Segment Start: DATA IN THIS EXERCISE

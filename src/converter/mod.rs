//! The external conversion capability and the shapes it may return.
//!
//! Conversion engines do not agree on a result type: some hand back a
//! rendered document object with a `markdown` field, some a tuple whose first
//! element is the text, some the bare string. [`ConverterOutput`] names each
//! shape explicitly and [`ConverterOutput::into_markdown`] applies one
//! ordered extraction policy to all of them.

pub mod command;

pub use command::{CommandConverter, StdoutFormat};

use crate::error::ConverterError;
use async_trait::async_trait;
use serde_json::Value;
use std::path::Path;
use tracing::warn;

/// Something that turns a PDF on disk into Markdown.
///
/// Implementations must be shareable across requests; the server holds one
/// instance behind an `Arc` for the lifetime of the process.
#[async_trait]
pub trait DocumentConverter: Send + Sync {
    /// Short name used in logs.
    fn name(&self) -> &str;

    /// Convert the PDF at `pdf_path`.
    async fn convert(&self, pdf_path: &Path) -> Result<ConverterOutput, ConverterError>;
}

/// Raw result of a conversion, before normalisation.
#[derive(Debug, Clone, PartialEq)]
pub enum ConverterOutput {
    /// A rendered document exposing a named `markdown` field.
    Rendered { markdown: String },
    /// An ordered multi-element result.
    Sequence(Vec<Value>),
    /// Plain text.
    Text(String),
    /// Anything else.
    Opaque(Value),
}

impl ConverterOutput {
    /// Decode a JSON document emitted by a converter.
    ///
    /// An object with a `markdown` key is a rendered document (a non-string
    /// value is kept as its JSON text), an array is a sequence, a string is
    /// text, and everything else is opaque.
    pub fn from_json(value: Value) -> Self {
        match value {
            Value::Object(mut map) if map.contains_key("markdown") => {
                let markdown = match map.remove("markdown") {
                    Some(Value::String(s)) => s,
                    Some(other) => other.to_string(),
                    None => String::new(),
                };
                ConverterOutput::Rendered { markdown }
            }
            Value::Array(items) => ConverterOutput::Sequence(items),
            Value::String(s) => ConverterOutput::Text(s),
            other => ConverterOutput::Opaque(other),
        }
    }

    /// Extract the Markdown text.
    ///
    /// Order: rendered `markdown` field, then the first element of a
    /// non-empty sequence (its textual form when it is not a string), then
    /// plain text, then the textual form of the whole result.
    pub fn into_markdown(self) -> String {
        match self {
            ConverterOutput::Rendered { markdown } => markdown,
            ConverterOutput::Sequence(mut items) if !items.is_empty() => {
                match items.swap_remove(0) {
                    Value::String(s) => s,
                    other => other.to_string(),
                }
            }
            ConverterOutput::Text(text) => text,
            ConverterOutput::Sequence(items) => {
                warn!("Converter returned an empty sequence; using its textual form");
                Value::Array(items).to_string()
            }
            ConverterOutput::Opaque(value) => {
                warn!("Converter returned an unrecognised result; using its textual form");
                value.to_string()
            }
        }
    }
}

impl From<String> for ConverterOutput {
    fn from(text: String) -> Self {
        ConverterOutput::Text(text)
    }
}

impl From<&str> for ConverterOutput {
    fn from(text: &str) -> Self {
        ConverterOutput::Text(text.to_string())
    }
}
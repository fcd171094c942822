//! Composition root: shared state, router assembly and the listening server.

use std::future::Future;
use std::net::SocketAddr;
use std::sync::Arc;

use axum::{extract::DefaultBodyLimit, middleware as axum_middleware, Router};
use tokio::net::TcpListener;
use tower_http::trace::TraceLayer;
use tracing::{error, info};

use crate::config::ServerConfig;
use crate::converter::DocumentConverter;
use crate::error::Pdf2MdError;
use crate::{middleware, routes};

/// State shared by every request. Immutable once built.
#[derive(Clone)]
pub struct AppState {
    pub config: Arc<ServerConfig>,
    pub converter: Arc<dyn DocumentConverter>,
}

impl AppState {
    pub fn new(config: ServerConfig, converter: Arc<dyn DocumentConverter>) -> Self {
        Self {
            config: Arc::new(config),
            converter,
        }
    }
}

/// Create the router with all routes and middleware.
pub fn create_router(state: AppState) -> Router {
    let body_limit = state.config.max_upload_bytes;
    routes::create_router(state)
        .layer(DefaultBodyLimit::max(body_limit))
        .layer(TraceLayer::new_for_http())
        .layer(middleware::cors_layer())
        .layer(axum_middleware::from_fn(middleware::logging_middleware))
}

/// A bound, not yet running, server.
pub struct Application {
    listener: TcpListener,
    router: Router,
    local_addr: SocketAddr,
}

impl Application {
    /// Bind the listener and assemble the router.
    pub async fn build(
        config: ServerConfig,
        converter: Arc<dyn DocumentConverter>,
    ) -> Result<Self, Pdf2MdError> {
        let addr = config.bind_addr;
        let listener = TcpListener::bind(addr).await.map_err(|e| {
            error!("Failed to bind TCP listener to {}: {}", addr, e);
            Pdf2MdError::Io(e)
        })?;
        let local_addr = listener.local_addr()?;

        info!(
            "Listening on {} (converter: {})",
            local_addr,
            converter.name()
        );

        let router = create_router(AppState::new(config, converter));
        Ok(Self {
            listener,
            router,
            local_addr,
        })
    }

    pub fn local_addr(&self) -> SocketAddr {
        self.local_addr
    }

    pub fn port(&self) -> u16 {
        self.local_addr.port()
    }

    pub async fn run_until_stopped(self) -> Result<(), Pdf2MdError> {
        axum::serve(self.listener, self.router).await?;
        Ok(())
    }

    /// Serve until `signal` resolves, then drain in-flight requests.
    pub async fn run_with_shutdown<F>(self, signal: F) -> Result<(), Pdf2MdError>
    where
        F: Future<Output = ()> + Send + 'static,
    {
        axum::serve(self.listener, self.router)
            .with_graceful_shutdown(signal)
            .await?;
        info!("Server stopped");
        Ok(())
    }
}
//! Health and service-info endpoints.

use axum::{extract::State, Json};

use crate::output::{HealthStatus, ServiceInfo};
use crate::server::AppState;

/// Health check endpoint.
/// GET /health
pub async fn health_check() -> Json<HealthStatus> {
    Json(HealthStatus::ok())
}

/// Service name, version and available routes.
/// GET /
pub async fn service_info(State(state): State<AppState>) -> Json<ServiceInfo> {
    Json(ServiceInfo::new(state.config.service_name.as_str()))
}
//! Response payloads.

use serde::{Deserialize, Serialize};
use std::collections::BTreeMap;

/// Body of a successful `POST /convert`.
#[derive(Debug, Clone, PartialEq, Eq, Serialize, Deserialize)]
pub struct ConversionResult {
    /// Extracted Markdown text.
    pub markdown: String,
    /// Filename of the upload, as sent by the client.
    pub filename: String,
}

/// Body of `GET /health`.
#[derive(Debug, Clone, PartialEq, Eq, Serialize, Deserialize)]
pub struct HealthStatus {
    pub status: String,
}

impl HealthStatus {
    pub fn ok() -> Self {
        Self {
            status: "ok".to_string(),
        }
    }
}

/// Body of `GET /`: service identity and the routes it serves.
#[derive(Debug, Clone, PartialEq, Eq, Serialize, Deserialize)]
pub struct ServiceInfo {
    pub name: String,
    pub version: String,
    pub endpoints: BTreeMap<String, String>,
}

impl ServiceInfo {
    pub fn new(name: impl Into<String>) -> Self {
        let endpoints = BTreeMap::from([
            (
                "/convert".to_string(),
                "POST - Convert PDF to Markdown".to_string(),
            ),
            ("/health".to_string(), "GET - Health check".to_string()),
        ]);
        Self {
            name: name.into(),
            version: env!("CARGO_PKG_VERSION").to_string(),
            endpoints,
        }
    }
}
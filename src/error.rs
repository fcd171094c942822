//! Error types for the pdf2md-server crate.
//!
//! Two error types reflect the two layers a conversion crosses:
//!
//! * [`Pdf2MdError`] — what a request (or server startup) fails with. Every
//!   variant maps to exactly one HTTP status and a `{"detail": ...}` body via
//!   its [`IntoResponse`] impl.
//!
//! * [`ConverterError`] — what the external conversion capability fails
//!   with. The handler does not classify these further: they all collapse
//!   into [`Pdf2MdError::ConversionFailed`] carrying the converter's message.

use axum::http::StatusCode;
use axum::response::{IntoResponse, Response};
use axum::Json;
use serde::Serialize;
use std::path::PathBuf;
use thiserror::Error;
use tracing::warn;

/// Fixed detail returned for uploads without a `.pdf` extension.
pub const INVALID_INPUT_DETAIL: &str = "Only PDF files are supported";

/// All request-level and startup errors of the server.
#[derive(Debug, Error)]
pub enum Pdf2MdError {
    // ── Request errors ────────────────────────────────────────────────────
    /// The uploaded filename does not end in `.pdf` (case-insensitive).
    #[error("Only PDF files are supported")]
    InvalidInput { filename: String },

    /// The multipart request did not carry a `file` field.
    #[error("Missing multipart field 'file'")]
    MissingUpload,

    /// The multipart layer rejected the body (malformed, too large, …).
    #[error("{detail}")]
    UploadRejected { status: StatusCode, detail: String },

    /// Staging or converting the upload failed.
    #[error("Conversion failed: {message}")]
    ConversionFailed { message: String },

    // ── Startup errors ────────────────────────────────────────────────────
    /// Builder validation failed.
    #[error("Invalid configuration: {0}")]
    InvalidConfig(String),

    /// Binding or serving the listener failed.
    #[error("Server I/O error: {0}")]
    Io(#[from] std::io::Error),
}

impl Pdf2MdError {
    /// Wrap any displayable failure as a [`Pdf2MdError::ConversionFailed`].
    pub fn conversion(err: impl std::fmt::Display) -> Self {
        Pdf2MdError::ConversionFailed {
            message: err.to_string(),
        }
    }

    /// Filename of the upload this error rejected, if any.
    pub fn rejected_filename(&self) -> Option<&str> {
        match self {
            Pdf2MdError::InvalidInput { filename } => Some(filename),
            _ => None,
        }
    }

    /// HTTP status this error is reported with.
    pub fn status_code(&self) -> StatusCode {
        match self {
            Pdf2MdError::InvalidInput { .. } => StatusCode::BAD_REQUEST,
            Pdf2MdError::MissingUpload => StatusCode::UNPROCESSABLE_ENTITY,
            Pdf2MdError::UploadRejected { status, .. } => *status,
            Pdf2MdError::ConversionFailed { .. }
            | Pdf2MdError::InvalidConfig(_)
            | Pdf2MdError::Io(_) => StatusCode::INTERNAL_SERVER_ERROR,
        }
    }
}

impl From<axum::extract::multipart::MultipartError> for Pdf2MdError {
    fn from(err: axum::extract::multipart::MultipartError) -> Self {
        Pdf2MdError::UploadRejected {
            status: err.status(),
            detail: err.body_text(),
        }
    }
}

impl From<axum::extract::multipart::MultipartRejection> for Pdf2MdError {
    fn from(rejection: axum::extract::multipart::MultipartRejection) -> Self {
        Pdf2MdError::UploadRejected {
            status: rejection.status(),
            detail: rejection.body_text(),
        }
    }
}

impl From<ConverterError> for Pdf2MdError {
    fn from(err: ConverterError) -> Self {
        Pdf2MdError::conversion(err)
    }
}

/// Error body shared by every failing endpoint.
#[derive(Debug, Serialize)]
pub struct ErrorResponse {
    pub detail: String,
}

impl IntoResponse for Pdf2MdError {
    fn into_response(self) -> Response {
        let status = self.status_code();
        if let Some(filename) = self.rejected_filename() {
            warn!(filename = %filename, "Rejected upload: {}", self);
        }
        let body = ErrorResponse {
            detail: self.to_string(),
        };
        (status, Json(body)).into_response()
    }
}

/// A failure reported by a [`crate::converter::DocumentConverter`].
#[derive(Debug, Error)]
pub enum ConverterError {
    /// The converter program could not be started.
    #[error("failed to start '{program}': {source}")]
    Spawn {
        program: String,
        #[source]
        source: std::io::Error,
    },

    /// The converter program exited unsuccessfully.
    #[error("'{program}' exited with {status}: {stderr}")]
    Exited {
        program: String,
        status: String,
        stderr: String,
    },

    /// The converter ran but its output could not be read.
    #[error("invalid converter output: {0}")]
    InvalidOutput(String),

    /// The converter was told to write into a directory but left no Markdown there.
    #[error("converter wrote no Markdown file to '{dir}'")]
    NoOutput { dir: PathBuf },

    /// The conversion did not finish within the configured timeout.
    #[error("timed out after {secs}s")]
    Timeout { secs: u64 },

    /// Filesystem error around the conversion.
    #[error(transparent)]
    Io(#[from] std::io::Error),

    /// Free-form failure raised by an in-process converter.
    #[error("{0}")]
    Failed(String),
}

Segment End: DATA IN THIS EXERCISE

*PROBLEM DETAILS*
Every line of the entries above that contains the word "TraceLayer" must be tallied, and the number alone reported.

*TASK SOLUTION*
2